◆ **Work required**
From the line that includes "(file, memory, etc.)." to the closing line of the data, please transcribe every line exactly and add nothing.

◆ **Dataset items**
_ _ _ _

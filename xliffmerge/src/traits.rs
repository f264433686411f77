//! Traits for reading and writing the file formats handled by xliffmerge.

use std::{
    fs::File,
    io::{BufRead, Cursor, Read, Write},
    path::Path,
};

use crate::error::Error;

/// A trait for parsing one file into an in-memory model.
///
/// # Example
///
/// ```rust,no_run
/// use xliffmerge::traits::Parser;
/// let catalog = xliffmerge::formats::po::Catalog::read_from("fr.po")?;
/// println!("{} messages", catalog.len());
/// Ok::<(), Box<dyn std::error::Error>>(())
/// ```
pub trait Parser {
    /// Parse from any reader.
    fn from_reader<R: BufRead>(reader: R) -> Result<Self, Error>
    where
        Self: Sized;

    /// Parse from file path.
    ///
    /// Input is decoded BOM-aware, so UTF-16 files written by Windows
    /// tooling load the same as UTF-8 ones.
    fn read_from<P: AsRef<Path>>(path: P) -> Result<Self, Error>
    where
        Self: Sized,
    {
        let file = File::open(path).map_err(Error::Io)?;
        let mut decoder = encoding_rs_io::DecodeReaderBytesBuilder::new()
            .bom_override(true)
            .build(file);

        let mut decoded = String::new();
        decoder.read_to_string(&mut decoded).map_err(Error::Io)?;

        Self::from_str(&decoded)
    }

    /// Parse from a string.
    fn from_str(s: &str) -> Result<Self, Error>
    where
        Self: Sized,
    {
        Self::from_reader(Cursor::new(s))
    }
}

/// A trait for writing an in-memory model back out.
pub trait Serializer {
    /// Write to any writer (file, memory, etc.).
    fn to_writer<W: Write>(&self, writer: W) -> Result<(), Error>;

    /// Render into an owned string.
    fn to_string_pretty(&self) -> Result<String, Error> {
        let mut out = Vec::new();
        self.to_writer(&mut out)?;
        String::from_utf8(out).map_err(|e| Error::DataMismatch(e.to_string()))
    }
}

_ _ _ _

◆ **Exercise result**
    /// Write to any writer (file, memory, etc.).
    fn to_writer<W: Write>(&self, writer: W) -> Result<(), Error>;

    /// Render into an owned string.
    fn to_string_pretty(&self) -> Result<String, Error> {
        let mut out = Vec::new();
        self.to_writer(&mut out)?;
        String::from_utf8(out).map_err(|e| Error::DataMismatch(e.to_string()))
    }
}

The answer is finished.